** Data for this exercise follows **
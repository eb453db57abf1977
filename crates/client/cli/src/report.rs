//! Human-readable rendering of bus events and the final summary.

use combat_core::{CombatEvent, EncounterSummary, Outcome, SelectionSource};
use runtime::{Event, LifecycleEvent};

/// One log line per event, or `None` for events not worth printing.
pub fn describe(event: &Event) -> Option<String> {
    match event {
        Event::Combat(event) => describe_combat(event),
        Event::Lifecycle(LifecycleEvent::EncounterStarted { enemy, seed }) => {
            Some(format!("== encounter vs {enemy} (seed {seed}) =="))
        }
        Event::Lifecycle(LifecycleEvent::PlayRejected { command, error }) => {
            Some(format!("   ! {command} rejected: {error}"))
        }
        Event::Lifecycle(LifecycleEvent::EncounterFinished { .. }) => None,
    }
}

fn describe_combat(event: &CombatEvent) -> Option<String> {
    let line = match event {
        CombatEvent::RoundStarted { round, initiative } => format!(
            "-- round {round}: {} acts first ({:?})",
            initiative.first, initiative.tier
        ),
        CombatEvent::CardPlayed {
            card, energy_left, ..
        } => format!("   player plays {card} ({energy_left} energy left)"),
        CombatEvent::EnemyIntent { action, source } => match source {
            SelectionSource::Scripted { phase } => {
                format!("   enemy uses {action} (scripted, phase {phase})")
            }
            SelectionSource::Pooled { probability, .. } => {
                format!("   enemy uses {action} ({:.0}%)", probability * 100.0)
            }
        },
        CombatEvent::EnemyIdle { reason } => format!("   enemy idles: {reason:?}"),
        CombatEvent::ActionResolved {
            actor,
            action,
            hits,
            guard_gained,
            healed,
            ..
        } => {
            let damage: u32 = hits.iter().map(|hit| hit.damage.final_damage).sum();
            let crits = hits.iter().filter(|hit| hit.damage.is_critical).count();
            let mut line = format!("   {actor} {action}: {damage} damage");
            if crits > 0 {
                line.push_str(&format!(", {crits} critical"));
            }
            if *guard_gained > 0 {
                line.push_str(&format!(", +{guard_gained} guard"));
            }
            if *healed > 0 {
                line.push_str(&format!(", +{healed} health"));
            }
            line
        }
        CombatEvent::PeriodicDamage { side, amount } => {
            format!("   {side} takes {amount} periodic damage")
        }
        CombatEvent::EffectsApplied { side, kinds } => format!("   {side} gains {}", join(kinds)),
        CombatEvent::EffectsExpired { side, kinds } => format!("   {side} loses {}", join(kinds)),
        CombatEvent::InvariantViolated { side, violation } => {
            format!("   ! {side} invariant violated: {violation}")
        }
        CombatEvent::EncounterEnded { outcome, round } => {
            format!("== {} in round {round} ==", outcome_label(*outcome))
        }
        CombatEvent::PhaseStarted { .. }
        | CombatEvent::Restored { .. }
        | CombatEvent::CardsDrawn { .. }
        | CombatEvent::HandDiscarded { .. } => return None,
    };
    Some(line)
}

fn join<T: std::fmt::Display>(items: &[T]) -> String {
    items
        .iter()
        .map(ToString::to_string)
        .collect::<Vec<_>>()
        .join(", ")
}

fn outcome_label(outcome: Outcome) -> &'static str {
    match outcome {
        Outcome::Victory => "victory",
        Outcome::Defeat => "defeat",
    }
}

pub fn summary(summary: &EncounterSummary) -> String {
    let outcome = summary.outcome.map_or("unfinished", outcome_label);
    format!(
        "outcome: {outcome}\nrounds: {}\nenemy phases: {}\nplayer health: {} (armor {})\nenemy health: {}",
        summary.rounds,
        summary.enemy_phases,
        summary.player_health,
        summary.player_secondary_armor,
        summary.enemy_health,
    )
}
//! Event payloads published on the runtime bus.

use serde::{Deserialize, Serialize};

use combat_core::{EncounterSummary, PlayError};

/// Encounter lifecycle notifications emitted by the runtime itself.
#[derive(Debug, Clone, PartialEq, Serialize, Deserialize)]
pub enum LifecycleEvent {
    EncounterStarted { enemy: String, seed: u64 },
    /// A command was refused; the encounter state is unchanged.
    PlayRejected { command: String, error: PlayError },
    EncounterFinished { summary: EncounterSummary },
}
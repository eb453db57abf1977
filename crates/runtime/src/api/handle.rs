//! Cloneable façade for issuing commands to the runtime.
//!
//! [`RuntimeHandle`] hides channel plumbing and offers async helpers for
//! driving the encounter or streaming events from specific topics. Every
//! call is queued on the single simulation worker, so concurrent callers
//! are served strictly one at a time.
use tokio::sync::{broadcast, mpsc, oneshot};

use combat_core::{ActionResolution, Advance, EncounterSummary};

use super::errors::{Result, RuntimeError};
use super::snapshot::EncounterSnapshot;
use crate::events::{Event, EventBus, Topic};
use crate::workers::Command;

/// Client-facing handle to interact with the runtime
#[derive(Clone)]
pub struct RuntimeHandle {
    command_tx: mpsc::Sender<Command>,
    event_bus: EventBus,
}

impl RuntimeHandle {
    pub(crate) fn new(command_tx: mpsc::Sender<Command>, event_bus: EventBus) -> Self {
        Self {
            command_tx,
            event_bus,
        }
    }

    async fn request<T>(&self, command: impl FnOnce(oneshot::Sender<T>) -> Command) -> Result<T> {
        let (reply_tx, reply_rx) = oneshot::channel();

        self.command_tx
            .send(command(reply_tx))
            .await
            .map_err(|_| RuntimeError::CommandChannelClosed)?;

        reply_rx.await.map_err(RuntimeError::ReplyChannelClosed)
    }

    /// Begin the encounter and run to the first player decision point.
    pub async fn start(&self) -> Result<Advance> {
        self.request(|reply| Command::Start { reply }).await?
    }

    /// Play the card at `hand_index`.
    pub async fn play_card(&self, hand_index: usize) -> Result<ActionResolution> {
        self.request(|reply| Command::PlayCard { hand_index, reply })
            .await?
    }

    /// End the player phase; the enemy acts before this returns.
    pub async fn end_turn(&self) -> Result<Advance> {
        self.request(|reply| Command::EndTurn { reply }).await?
    }

    /// Query the current encounter (read-only snapshot)
    pub async fn snapshot(&self) -> Result<EncounterSnapshot> {
        self.request(|reply| Command::Snapshot { reply }).await
    }

    pub async fn summary(&self) -> Result<EncounterSummary> {
        self.request(|reply| Command::Summary { reply }).await
    }

    /// Subscribe to events from a specific topic
    ///
    /// # Topics
    ///
    /// - `Topic::Combat` - Engine events in the order they happened
    /// - `Topic::Lifecycle` - Encounter start/finish and rejected commands
    pub fn subscribe(&self, topic: Topic) -> broadcast::Receiver<Event> {
        self.event_bus.subscribe(topic)
    }
}
//! Append-only JSON-lines journal of bus events.
//!
//! The journal subscribes to every topic and writes one serialized
//! [`Event`] per line, which is enough to replay what a client observed.

use std::fs::{File, OpenOptions};
use std::io::{BufWriter, Write};
use std::path::{Path, PathBuf};

use tokio::sync::broadcast::{self, error::RecvError};
use tokio::task::JoinHandle;

use super::bus::{Event, EventBus, Topic};

/// Writes bus events to a file until the bus closes.
pub struct EventJournal {
    path: PathBuf,
    writer: BufWriter<File>,
}

impl EventJournal {
    /// Create a new journal file, refusing to overwrite an existing one.
    pub fn create(path: impl AsRef<Path>) -> std::io::Result<Self> {
        let path = path.as_ref();
        if let Some(parent) = path.parent() {
            std::fs::create_dir_all(parent)?;
        }

        let file = OpenOptions::new().create_new(true).write(true).open(path)?;
        tracing::debug!("Created event journal: {}", path.display());

        Ok(Self {
            path: path.to_path_buf(),
            writer: BufWriter::new(file),
        })
    }

    pub fn path(&self) -> &Path {
        &self.path
    }

    pub fn append(&mut self, event: &Event) -> std::io::Result<()> {
        serde_json::to_writer(&mut self.writer, event)?;
        self.writer.write_all(b"\n")
    }

    /// Spawn a task that drains every topic into this journal.
    ///
    /// The task ends once all bus senders are dropped.
    pub fn spawn(self, bus: &EventBus) -> JoinHandle<()> {
        let receivers = Topic::ALL.map(|topic| bus.subscribe(topic));
        tokio::spawn(self.run(receivers))
    }

    async fn run(mut self, [mut combat, mut lifecycle]: [broadcast::Receiver<Event>; 2]) {
        let mut combat_open = true;
        let mut lifecycle_open = true;

        while combat_open || lifecycle_open {
            let received = tokio::select! {
                event = combat.recv(), if combat_open => (Topic::Combat, event),
                event = lifecycle.recv(), if lifecycle_open => (Topic::Lifecycle, event),
            };

            match received {
                (_, Ok(event)) => {
                    if let Err(error) = self.append(&event) {
                        tracing::error!(path = %self.path.display(), %error, "journal write failed");
                        return;
                    }
                }
                (topic, Err(RecvError::Lagged(skipped))) => {
                    tracing::warn!(?topic, skipped, "journal lagged behind the event bus");
                }
                (Topic::Combat, Err(RecvError::Closed)) => combat_open = false,
                (Topic::Lifecycle, Err(RecvError::Closed)) => lifecycle_open = false,
            }
        }

        if let Err(error) = self.writer.flush() {
            tracing::error!(path = %self.path.display(), %error, "journal flush failed");
        }
    }
}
** End of Data for this exercise **
■ Problem ■
Among the lines above, repeat exactly those from the line with "pub fn subscribe(&self, topic: Topic)" to the line with "use tokio::task::JoinHandle;", counting both ends.

■ Exercise result ■
    pub fn subscribe(&self, topic: Topic) -> broadcast::Receiver<Event> {
        self.event_bus.subscribe(topic)
    }
}
//! Append-only JSON-lines journal of bus events.
//!
//! The journal subscribes to every topic and writes one serialized
//! [`Event`] per line, which is enough to replay what a client observed.

use std::fs::{File, OpenOptions};
use std::io::{BufWriter, Write};
use std::path::{Path, PathBuf};

use tokio::sync::broadcast::{self, error::RecvError};
use tokio::task::JoinHandle;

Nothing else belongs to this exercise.